Chinese military officer (born 1968)

Ding Laifu (丁来富 (Dīng Láifù); born April 1968) is a senior officer of the People's Liberation Army Ground Force (PLAGF). Before losing his positions he was commander of the 73rd Group Army of the PLAGF. In a purge against leading military officials Ding Laifu lost his position as an NPC deputy in February 2026. Reasons for that were not given.

== Biography ==
Ding was born in Nanling County, in Wuhu, Anhui in April 1968. He joined the People's Liberation Army in October 1986 and graduated from Changsha Artillery Academy in 1990. He has successively served as soldier, squad leader, platoon leader, company commander, staff officer, training section chief, battalion commander, and regiment chief of staff. In July 2004, he was appointed regiment commander. During Ding's tenure as regimental commander, the team was commended by superiors every year as a comprehensively advanced brigade and a first-level military training unit. In 2009, he served as the commander of the artillery brigade of the 12th Group Army. During his tenure as brigade commander, the brigade was commended by the military region as an advanced brigade in comprehensive construction, an advanced unit in party committee team post training, and an advanced unit in grassroots construction. It was commended by the group army as an advanced brigade in preparing for military struggle. The individual was successively commended by the Fourth Headquarters as the first "Outstanding Commanding Officer of the Army" and the 12th "Pacemaker of Learning and Talenting in the Army". He was rated as "Excellent Brigade Chief" and "Eastern Front Soldier" by the Nanjing Military Region, and was awarded the third class 9 times.

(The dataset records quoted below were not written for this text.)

//! Improved ant colony optimization (IACO).
//!
//! Each ant walks the tasks in input order and picks a node per task from
//! the pheromone trail `τ` and the heuristic desirability `η = 1 / cost`,
//! where `cost` is the device-weighted delay + energy of that placement.
//!
//! # Improvements over the Ant System
//!
//! - Pseudo-random proportional rule: with probability `exploitation` (q0)
//!   take the best edge, otherwise roulette-sample ∝ `τ^α · η^β`
//! - Local update after every ant, pulling its edges towards `τ0` scaled by
//!   how close the ant came to the best-known objective
//! - Global update on the iteration-best path only, amplified by a
//!   regulatory factor when the iteration improves on the best-ever
//! - Bounded trail (`[tau_min, tau_max]`, MAX–MIN style)
//!
//! # Complexity
//! O(iterations · ants · T · N).
//!
//! # Reference
//! - Dorigo & Gambardella (1997), "Ant Colony System: A Cooperative Learning
//!   Approach to the Traveling Salesman Problem"
//! - Stützle & Hoos (2000), "MAX–MIN Ant System"

mod pheromone;

pub use pheromone::PheromoneMatrix;

use std::time::{Duration, Instant};

use rand::Rng;
use tracing::debug;

use crate::problem::Problem;
use crate::pso::fitness_of;
use crate::scheduler::{Algorithm, Assignment, Scheduler};

/// Floor applied to costs before inverting them into desirabilities.
const MIN_COST: f64 = 1e-12;

/// IACO parameters.
#[derive(Debug, Clone, PartialEq)]
pub struct AcoConfig {
    /// Iteration budget (default: 100).
    pub iterations: usize,
    /// Ants per iteration (default: 20).
    pub ant_count: usize,
    /// Pheromone exponent α (default: 1.0).
    pub alpha: f64,
    /// Heuristic exponent β (default: 2.0).
    pub beta: f64,
    /// Global evaporation rate ρ (default: 0.1).
    pub evaporation: f64,
    /// Local update rate ξ (default: 0.1).
    pub local_decay: f64,
    /// Initial trail τ0 (default: 1.0).
    pub initial_pheromone: f64,
    /// Probability q0 of greedy edge selection (default: 0.2).
    pub exploitation: f64,
    /// Regulatory factor λ scaling the improvement bonus (default: 1.0).
    pub regulatory_factor: f64,
    /// Lower trail bound as a multiple of τ0 (default: 0.01).
    pub min_pheromone_ratio: f64,
    /// Upper trail bound as a multiple of τ0 (default: 5.0).
    pub max_pheromone_ratio: f64,
    /// Wall-clock budget.
    pub time_limit: Option<Duration>,
}

impl Default for AcoConfig {
    fn default() -> Self {
        Self {
            iterations: 100,
            ant_count: 20,
            alpha: 1.0,
            beta: 2.0,
            evaporation: 0.1,
            local_decay: 0.1,
            initial_pheromone: 1.0,
            exploitation: 0.2,
            regulatory_factor: 1.0,
            min_pheromone_ratio: 0.01,
            max_pheromone_ratio: 5.0,
            time_limit: None,
        }
    }
}

impl AcoConfig {
    /// Sets the iteration budget.
    pub fn with_iterations(mut self, iterations: usize) -> Self {
        self.iterations = iterations;
        self
    }

    /// Sets the number of ants.
    pub fn with_ant_count(mut self, ant_count: usize) -> Self {
        self.ant_count = ant_count;
        self
    }

    /// Sets the global evaporation rate.
    pub fn with_evaporation(mut self, rho: f64) -> Self {
        self.evaporation = rho;
        self
    }

    /// Sets the pheromone and heuristic exponents.
    pub fn with_weights(mut self, alpha: f64, beta: f64) -> Self {
        self.alpha = alpha;
        self.beta = beta;
        self
    }

    /// Sets q0, clamped to `[0, 1]`.
    pub fn with_exploitation(mut self, q0: f64) -> Self {
        self.exploitation = q0.clamp(0.0, 1.0);
        self
    }

    /// Sets the regulatory factor.
    pub fn with_regulatory_factor(mut self, lambda: f64) -> Self {
        self.regulatory_factor = lambda;
        self
    }

    /// Sets the wall-clock budget.
    pub fn with_time_limit(mut self, limit: Duration) -> Self {
        self.time_limit = Some(limit);
        self
    }
}

/// IACO scheduler.
#[derive(Debug, Clone, Default)]
pub struct IacoScheduler {
    config: AcoConfig,
}

impl IacoScheduler {
    /// Creates an IACO scheduler.
    pub fn new(config: AcoConfig) -> Self {
        Self { config }
    }

    /// Parameters in use.
    pub fn config(&self) -> &AcoConfig {
        &self.config
    }

    /// Runs the colony. A valid `seed` assignment starts as the best-known
    /// solution and has its path reinforced before the first iteration.
    pub fn optimize<R: Rng>(
        &self,
        problem: &Problem<'_>,
        seed: Option<&[usize]>,
        rng: &mut R,
    ) -> Assignment {
        let tasks = problem.task_count();
        let nodes = problem.node_count();
        if tasks == 0 || nodes == 0 {
            return Assignment::new(vec![0; tasks]);
        }

        let config = &self.config;
        let iterations = config.iterations.max(1);
        let ants = config.ant_count.max(1);
        let tau0 = if config.initial_pheromone > 0.0 { config.initial_pheromone } else { 1.0 };
        let q0 = config.exploitation.clamp(0.0, 1.0);
        let rho = config.evaporation.clamp(0.0, 1.0);
        debug!(tasks, nodes, ants, iterations, q0, rho, "iaco started");

        let mut trail = PheromoneMatrix::new(
            tasks,
            nodes,
            tau0,
            tau0 * config.min_pheromone_ratio,
            tau0 * config.max_pheromone_ratio,
        );
        let desirability: Vec<f64> = (0..tasks)
            .flat_map(|t| (0..nodes).map(move |n| (t, n)))
            .map(|(t, n)| (1.0 / problem.cost(t, n).max(MIN_COST)).powf(config.beta))
            .collect();

        let mut best_assignment = Vec::new();
        let mut best_objective = f64::INFINITY;
        if let Some(seed) = seed.filter(|s| s.len() == tasks && s.iter().all(|&n| n < nodes)) {
            for (t, &n) in seed.iter().enumerate() {
                trail.deposit(t, n, tau0);
            }
            best_objective = problem.objective(seed);
            best_assignment = seed.to_vec();
        }

        let started = Instant::now();
        let mut convergence = Vec::with_capacity(iterations.min(1024));
        let mut weights = vec![0.0; nodes];
        for iteration in 0..iterations {
            if iteration > 0 && config.time_limit.is_some_and(|limit| started.elapsed() >= limit) {
                debug!(iteration, "iaco time limit reached");
                break;
            }

            let mut iteration_best: Option<(Vec<usize>, f64)> = None;
            for _ in 0..ants {
                let mut path = Vec::with_capacity(tasks);
                for t in 0..tasks {
                    for (n, w) in weights.iter_mut().enumerate() {
                        *w = trail.get(t, n).powf(config.alpha) * desirability[t * nodes + n];
                    }
                    path.push(choose(&weights, q0, rng));
                }

                let objective = problem.objective(&path);
                let reference = if best_objective.is_finite() { best_objective } else { objective };
                let target = tau0 * (reference / objective.max(MIN_COST)).min(1.0);
                for (t, &n) in path.iter().enumerate() {
                    trail.blend(t, n, config.local_decay, target);
                }

                if iteration_best.as_ref().is_none_or(|(_, best)| objective < *best) {
                    iteration_best = Some((path, objective));
                }
            }

            if let Some((path, objective)) = iteration_best {
                let previous = best_objective;
                if objective < best_objective {
                    best_objective = objective;
                    best_assignment.clone_from(&path);
                }
                let improvement = if previous.is_finite() && previous > 0.0 {
                    ((previous - objective) / previous).max(0.0)
                } else {
                    0.0
                };
                let amount = rho
                    * tau0
                    * (best_objective / objective.max(MIN_COST))
                    * (1.0 + config.regulatory_factor * improvement);

                trail.evaporate(rho);
                for (t, &n) in path.iter().enumerate() {
                    trail.deposit(t, n, amount);
                }
            }

            convergence.push(fitness_of(best_objective));
        }

        debug!(objective = best_objective, iterations = convergence.len(), "iaco finished");
        Assignment::new(best_assignment).with_convergence(convergence)
    }
}

impl Scheduler for IacoScheduler {
    fn algorithm(&self) -> Algorithm {
        Algorithm::Iaco
    }

    fn assign<R: Rng>(&self, problem: &Problem<'_>, rng: &mut R) -> Assignment {
        self.optimize(problem, None, rng)
    }
}

/// Pseudo-random proportional rule over `weights`.
fn choose<R: Rng>(weights: &[f64], q0: f64, rng: &mut R) -> usize {
    if q0 > 0.0 && rng.random_bool(q0) {
        return argmax(weights);
    }

    let total: f64 = weights.iter().sum();
    if !(total.is_finite() && total > 0.0) {
        return rng.random_range(0..weights.len());
    }
    let mut r = rng.random::<f64>() * total;
    for (n, &w) in weights.iter().enumerate() {
        r -= w;
        if r <= 0.0 {
            return n;
        }
    }
    weights.len() - 1
}

fn argmax(weights: &[f64]) -> usize {
    weights
        .iter()
        .enumerate()
        .max_by(|a, b| a.1.total_cmp(b.1).then(b.0.cmp(&a.0)))
        .map(|(n, _)| n)
        .unwrap_or(0)
}

#[cfg(test)]
mod tests {
    use super::*;
    use crate::models::{FogNode, Task, TerminalDevice};
    use rand::rngs::SmallRng;
    use rand::SeedableRng;

    fn fixture() -> (Vec<Task>, Vec<FogNode>, Vec<TerminalDevice>) {
        let tasks = (0..15)
            .map(|i| {
                Task::new(format!("T{i}"), 1.0 + (i % 5) as f64, 200.0, 15.0)
                    .with_device(if i % 3 == 0 { "M" } else { "S" })
            })
            .collect();
        let nodes = vec![
            FogNode::new("F1", 1.2e9, 40.0),
            FogNode::new("F2", 2.0e9, 25.0),
            FogNode::new("F3", 2.8e9, 70.0),
        ];
        let devices = vec![
            TerminalDevice::mobile("M", 0.8, 0.05, 300.0),
            TerminalDevice::fixed("S", 1.0, 0.2),
        ];
        (tasks, nodes, devices)
    }

    #[test]
    fn test_finds_optimum_of_separable_objective() {
        let (tasks, nodes, devices) = fixture();
        let p = Problem::new(&tasks, &nodes, &devices).unwrap();
        let a = IacoScheduler::new(AcoConfig::default().with_iterations(60))
            .assign(&p, &mut SmallRng::seed_from_u64(42));
        let optimum: Vec<usize> = (0..p.task_count()).map(|t| p.cheapest_node(t)).collect();
        assert!(p.objective(&a.nodes) <= p.objective(&optimum) * 1.05);
    }

    #[test]
    fn test_convergence_trace() {
        let (tasks, nodes, devices) = fixture();
        let p = Problem::new(&tasks, &nodes, &devices).unwrap();
        let a = IacoScheduler::new(AcoConfig::default().with_iterations(25))
            .assign(&p, &mut SmallRng::seed_from_u64(5));
        assert_eq!(a.convergence.len(), 25);
        assert!(a.convergence.windows(2).all(|w| w[1] >= w[0]));
        assert!((a.convergence[24] - p.fitness(&a.nodes)).abs() < 1e-12);
    }

    #[test]
    fn test_seed_is_never_lost() {
        let (tasks, nodes, devices) = fixture();
        let p = Problem::new(&tasks, &nodes, &devices).unwrap();
        let seed: Vec<usize> = (0..p.task_count()).map(|t| p.cheapest_node(t)).collect();
        let a = IacoScheduler::new(AcoConfig::default().with_iterations(3).with_ant_count(2))
            .optimize(&p, Some(&seed), &mut SmallRng::seed_from_u64(8));
        assert!(p.objective(&a.nodes) <= p.objective(&seed) + 1e-12);
    }

    #[test]
    fn test_pure_exploitation_is_greedy() {
        let (tasks, nodes, devices) = fixture();
        let p = Problem::new(&tasks, &nodes, &devices).unwrap();
        let a = IacoScheduler::new(
            AcoConfig::default()
                .with_iterations(1)
                .with_ant_count(1)
                .with_exploitation(1.0),
        )
        .assign(&p, &mut SmallRng::seed_from_u64(0));
        // uniform trail: argmax τ^α·η^β is the cheapest node
        let greedy: Vec<usize> = (0..p.task_count()).map(|t| p.cheapest_node(t)).collect();
        assert_eq!(a.nodes, greedy);
    }

    #[test]
    fn test_time_limit() {
        let (tasks, nodes, devices) = fixture();
        let p = Problem::new(&tasks, &nodes, &devices).unwrap();
        let a = IacoScheduler::new(
            AcoConfig::default()
                .with_iterations(1_000_000)
                .with_time_limit(Duration::ZERO),
        )
        .assign(&p, &mut SmallRng::seed_from_u64(0));
        assert_eq!(a.convergence.len(), 1);
        assert_eq!(a.nodes.len(), 15);
    }

    #[test]
    fn test_choose() {
        let mut rng = SmallRng::seed_from_u64(42);
        assert_eq!(choose(&[0.1, 3.0, 0.2], 1.0, &mut rng), 1);
        // a zero-weight edge is never sampled
        for _ in 0..200 {
            assert_ne!(choose(&[1.0, 0.0, 1.0], 0.0, &mut rng), 1);
        }
        assert!(choose(&[0.0, 0.0], 0.0, &mut rng) < 2);
        assert_eq!(argmax(&[2.0, 2.0, 1.0]), 0);
    }
}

Since then, Ding has served successively as the division commander of an artillery division of the 1st Group Army and the deputy chief of staff of the 1st Army. In 2016, he served as Chief of Staff of the 16th Group Army. In March 2017, he served as the chief of staff of the newly reorganized 79th Group Army. In July 2020, he was promoted to commander of the Army's 72nd Group Army. In March 2022, he was transferred the 73rd Group Army, serving as its commander.

Ding was promoted to the rank of major general in July 2017. In February 2026 he lost his position as an NPC deputy in purge against leading military officials. Reasons for that were not given.